Еще до выхода фильма о нем сказано и напечатано изрядное количество глупостей. Две из них наиболее выдающиеся: что после "Морфия" жить не хочется и что это кино не близко широкой аудитории. Разумеется, желания жить у сходивших на этот просмотр не прибавляется, ну так умрите на здоровье и обвините в предсмертной записке Балабанова, если все остальное вокруг, кроме этого злосчастного фильма, вас устраивает. "Простые зрители" в отличие от профессиональных критиков не обязаны отличать искусство от жизни, но именно они в своем подавляющем большинстве как не пошли на "Груз 200", так не пойдут и на "Морфий", который грузит еще на добрую сотню единиц. Так что в данном случае совершенно нечего волноваться тем, кто считает критерием значительности и полезности фильма массовый успех: лучше бы они задумались о том, почему так популярны и массово успешны были идеи Гитлера или Сталина.

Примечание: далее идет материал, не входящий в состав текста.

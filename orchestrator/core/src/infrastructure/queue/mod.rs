// Copyright (c) 2026 100monkeys.ai
// SPDX-License-Identifier: AGPL-3.0

//! Task Queue Implementations
//!
//! - [`InMemoryTaskQueue`]: single-process queue, workers are woken through a
//!   tokio `Notify` when a message is enqueued or released.
//! - [`PostgresTaskQueue`]: shared queue for several daemon processes, claims
//!   rows with `FOR UPDATE SKIP LOCKED`.
//!
//! Both hide a delivered message for the visibility timeout. A message that
//! is not acked or released in time is handed out again with a new receipt
//! and an incremented `delivery_count`; the old receipt turns stale.

pub mod postgres;

pub use postgres::PostgresTaskQueue;

use async_trait::async_trait;
use chrono::{DateTime, Utc};
use parking_lot::Mutex;
use std::collections::HashMap;
use std::sync::Arc;
use std::time::Duration;
use tokio::sync::Notify;
use tokio::time::Instant;
use tracing::debug;
use uuid::Uuid;

use crate::domain::queue::{Delivery, MessageId, QueueAck, QueueError, ReceiptHandle, TaskQueue};
use crate::domain::task::{Priority, TaskId};

#[derive(Debug, Clone)]
struct QueuedMessage {
    id: MessageId,
    task_id: TaskId,
    priority: Priority,
    enqueued_at: DateTime<Utc>,
    /// Sequence number breaking ties between equal timestamps.
    order: u64,
    /// `None` while visible.
    invisible_until: Option<Instant>,
    receipt: Option<Uuid>,
    delivery_count: u32,
}

impl QueuedMessage {
    fn is_visible(&self, now: Instant) -> bool {
        self.invisible_until.map(|until| until <= now).unwrap_or(true)
    }
}

#[derive(Default)]
struct QueueState {
    messages: HashMap<MessageId, QueuedMessage>,
    next_order: u64,
}

#[derive(Clone)]
pub struct InMemoryTaskQueue {
    state: Arc<Mutex<QueueState>>,
    notify: Arc<Notify>,
    visibility_timeout: Duration,
}

impl InMemoryTaskQueue {
    pub fn new(visibility_timeout: Duration) -> Self {
        Self {
            state: Arc::new(Mutex::new(QueueState::default())),
            notify: Arc::new(Notify::new()),
            visibility_timeout,
        }
    }

    fn try_take(&self) -> Option<Delivery> {
        let now = Instant::now();
        let mut state = self.state.lock();
        let message = state
            .messages
            .values_mut()
            .filter(|m| m.is_visible(now))
            .max_by(|a, b| a.priority.cmp(&b.priority).then_with(|| b.order.cmp(&a.order)))?;

        let token = Uuid::new_v4();
        message.receipt = Some(token);
        message.invisible_until = Some(now + self.visibility_timeout);
        message.delivery_count += 1;

        Some(Delivery {
            message_id: message.id,
            receipt: ReceiptHandle { message_id: message.id, token },
            task_id: message.task_id,
            priority: message.priority,
            delivery_count: message.delivery_count,
            first_enqueued_at: message.enqueued_at,
        })
    }

    /// Earliest moment an in-flight message becomes visible again.
    fn next_visibility(&self) -> Option<Instant> {
        self.state
            .lock()
            .messages
            .values()
            .filter_map(|m| m.invisible_until)
            .min()
    }
}

#[async_trait]
impl TaskQueue for InMemoryTaskQueue {
    async fn enqueue(&self, task_id: TaskId, priority: Priority) -> Result<QueueAck, QueueError> {
        let id = MessageId::new();
        let enqueued_at = Utc::now();
        {
            let mut state = self.state.lock();
            let order = state.next_order;
            state.next_order += 1;
            state.messages.insert(
                id,
                QueuedMessage {
                    id,
                    task_id,
                    priority,
                    enqueued_at,
                    order,
                    invisible_until: None,
                    receipt: None,
                    delivery_count: 0,
                },
            );
        }
        debug!(message_id = %id, task_id = %task_id, priority = %priority, "Message enqueued");
        self.notify.notify_one();
        Ok(QueueAck { message_id: id, enqueued_at })
    }

    async fn dequeue(&self, wait: Duration) -> Result<Option<Delivery>, QueueError> {
        let deadline = Instant::now() + wait;
        loop {
            let notified = self.notify.notified();
            tokio::pin!(notified);
            notified.as_mut().enable();

            if let Some(delivery) = self.try_take() {
                return Ok(Some(delivery));
            }

            let now = Instant::now();
            if now >= deadline {
                return Ok(None);
            }
            let wake_at = self
                .next_visibility()
                .filter(|at| *at > now)
                .map(|at| at.min(deadline))
                .unwrap_or(deadline);

            tokio::select! {
                _ = &mut notified => {}
                _ = tokio::time::sleep_until(wake_at) => {}
            }
        }
    }

    async fn ack(&self, receipt: &ReceiptHandle) -> Result<(), QueueError> {
        let mut state = self.state.lock();
        let current = state
            .messages
            .get(&receipt.message_id)
            .map(|m| m.receipt == Some(receipt.token))
            .unwrap_or(false);
        if !current {
            return Err(QueueError::StaleReceipt(receipt.message_id));
        }
        state.messages.remove(&receipt.message_id);
        Ok(())
    }

    async fn release(&self, receipt: &ReceiptHandle) -> Result<(), QueueError> {
        {
            let mut state = self.state.lock();
            match state.messages.get_mut(&receipt.message_id) {
                Some(m) if m.receipt == Some(receipt.token) => {
                    m.receipt = None;
                    m.invisible_until = None;
                }
                _ => return Err(QueueError::StaleReceipt(receipt.message_id)),
            }
        }
        self.notify.notify_one();
        Ok(())
    }

    async fn depth(&self) -> Result<usize, QueueError> {
        Ok(self.state.lock().messages.len())
    }
}
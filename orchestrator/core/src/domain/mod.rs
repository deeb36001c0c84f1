// Copyright (c) 2026 100monkeys.ai
// SPDX-License-Identifier: AGPL-3.0
//! Domain layer: aggregates, value objects and the ports implemented by the
//! infrastructure layer.
//!
//! # Architecture
//!
//! - **Layer:** Domain Layer
//! - **Depends on:** nothing outside `crate::domain`

pub mod agent;
pub mod checkpoint;
pub mod config;
pub mod events;
pub mod execution;
pub mod invocation;
pub mod knowledge;
pub mod lease;
pub mod notification;
pub mod policy;
pub mod queue;
pub mod repository;
pub mod task;
pub mod telemetry;
pub mod workflow;
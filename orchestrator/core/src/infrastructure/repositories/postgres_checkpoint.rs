// Copyright (c) 2026 100monkeys.ai
// SPDX-License-Identifier: AGPL-3.0

//! PostgreSQL Checkpoint Repository
//!
//! Append-only checkpoint log keyed by `(task_id, sequence)`. The insert only
//! succeeds when the new sequence is exactly one past the stored maximum, so
//! two writers racing on the same task cannot both append.

use async_trait::async_trait;
use sqlx::postgres::{PgPool, PgRow};
use sqlx::Row;

use crate::domain::checkpoint::Checkpoint;
use crate::domain::invocation::RecordId;
use crate::domain::repository::{CheckpointRepository, RepositoryError};
use crate::domain::task::TaskId;
use crate::domain::workflow::{TaskState, WorkflowError};

pub struct PostgresCheckpointRepository {
    pool: PgPool,
}

impl PostgresCheckpointRepository {
    pub fn new(pool: PgPool) -> Self {
        Self { pool }
    }
}

fn parse_state(value: &str) -> Result<TaskState, RepositoryError> {
    value
        .parse()
        .map_err(|e: WorkflowError| RepositoryError::Serialization(e.to_string()))
}

fn checkpoint_from_row(row: &PgRow) -> Result<Checkpoint, RepositoryError> {
    let from: Option<String> = row.try_get("from_state")?;
    let state: String = row.try_get("state")?;
    let sequence: i64 = row.try_get("sequence")?;
    let cause: Option<uuid::Uuid> = row.try_get("cause")?;

    Ok(Checkpoint {
        task_id: TaskId(row.try_get("task_id")?),
        sequence: sequence as u64,
        from: from.as_deref().map(parse_state).transpose()?,
        state: parse_state(&state)?,
        cause: cause.map(RecordId),
        output: row.try_get("output")?,
        progress: serde_json::from_value(row.try_get("progress")?)?,
        written_at: row.try_get("written_at")?,
    })
}

#[async_trait]
impl CheckpointRepository for PostgresCheckpointRepository {
    async fn append(&self, checkpoint: &Checkpoint) -> Result<(), RepositoryError> {
        let result = sqlx::query(
            r#"
            INSERT INTO checkpoints (task_id, sequence, from_state, state, cause, output, progress, written_at)
            SELECT $1, $2, $3, $4, $5, $6, $7, $8
            WHERE COALESCE((SELECT MAX(sequence) + 1 FROM checkpoints WHERE task_id = $1), 0) = $2
            ON CONFLICT (task_id, sequence) DO NOTHING
            "#,
        )
        .bind(checkpoint.task_id.0)
        .bind(checkpoint.sequence as i64)
        .bind(checkpoint.from.map(|s| s.as_str()))
        .bind(checkpoint.state.as_str())
        .bind(checkpoint.cause.map(|c| c.0))
        .bind(&checkpoint.output)
        .bind(serde_json::to_value(&checkpoint.progress)?)
        .bind(checkpoint.written_at)
        .execute(&self.pool)
        .await?;

        if result.rows_affected() == 0 {
            return Err(RepositoryError::Conflict(format!(
                "task {} checkpoint sequence {} is not next",
                checkpoint.task_id, checkpoint.sequence
            )));
        }
        Ok(())
    }

    async fn latest(&self, task_id: TaskId) -> Result<Option<Checkpoint>, RepositoryError> {
        let row = sqlx::query(
            r#"
            SELECT task_id, sequence, from_state, state, cause, output, progress, written_at
            FROM checkpoints
            WHERE task_id = $1
            ORDER BY sequence DESC
            LIMIT 1
            "#,
        )
        .bind(task_id.0)
        .fetch_optional(&self.pool)
        .await?;

        row.as_ref().map(checkpoint_from_row).transpose()
    }

    async fn history(&self, task_id: TaskId) -> Result<Vec<Checkpoint>, RepositoryError> {
        let rows = sqlx::query(
            r#"
            SELECT task_id, sequence, from_state, state, cause, output, progress, written_at
            FROM checkpoints
            WHERE task_id = $1
            ORDER BY sequence ASC
            "#,
        )
        .bind(task_id.0)
        .fetch_all(&self.pool)
        .await?;

        rows.iter().map(checkpoint_from_row).collect()
    }
}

Здесь, однако, в дискуссию вступают блюстители политической корректности. Они довольно убедительно доказывают, что показать плохого русского, поляка или американца, не говоря о немце, сам бог велел, а вот еврея не троньте. Причина, очевидно, в том, что это было угнетенное меньшинство, которое благодаря революции и марксизму-интернационализму поднялось с колен. Ну а что бывает с поднявшимися с колен нациями, которые начинают беспредельничать, мы хорошо знаем по целому ряду исторических примеров, из которых последний нам особенно близок географически. Мне кажется, что за свой "антисемитизм", реальный или мифический, Балабанов сам ответит, где положено, а в качестве свидетелей потащит за собой двух покойных соавторов — Михаила Булгакова (чьи рассказы положены в основу сценария) и Сергея Бодрова-младшего (который этот сценарий написал, введя и тенденциозно укрупнив еврейский мотив). Вот пусть в этом месте с этим делом и разбираются.
Спорить об искусстве с точки зрения идеологии вообще довольно бессмысленно, ибо никакой анализ не способен вызвать в человеке те чувства, которые художник не сумел в нем пробудить. Поэтому речь не о том, чтобы противопоставить одним аргументам другие, а о том, чтобы поделиться тем мощным художественным впечатлением, которое этот фильм заставил пережить, а такие люди есть. С их точки зрения, "Морфий" — сильное, жестокое, "упадническое" произведение Балабанова, режиссера, консервативного по содержанию, а в этом фильме — и по форме тоже, ибо декаданс и авангард давно вышли из моды. В отличие от "Груза 200" от "Морфия" отвернется значительная часть "прогрессивной критики", не найдя в нем волнующей актуальности. Но как сильно действующий наркотик, он останется жить вместе с вопросами о трагическом смысле жизни, которые остро стояли еще до появления слова "экзистенциализм" и никуда не денутся после его девальвации.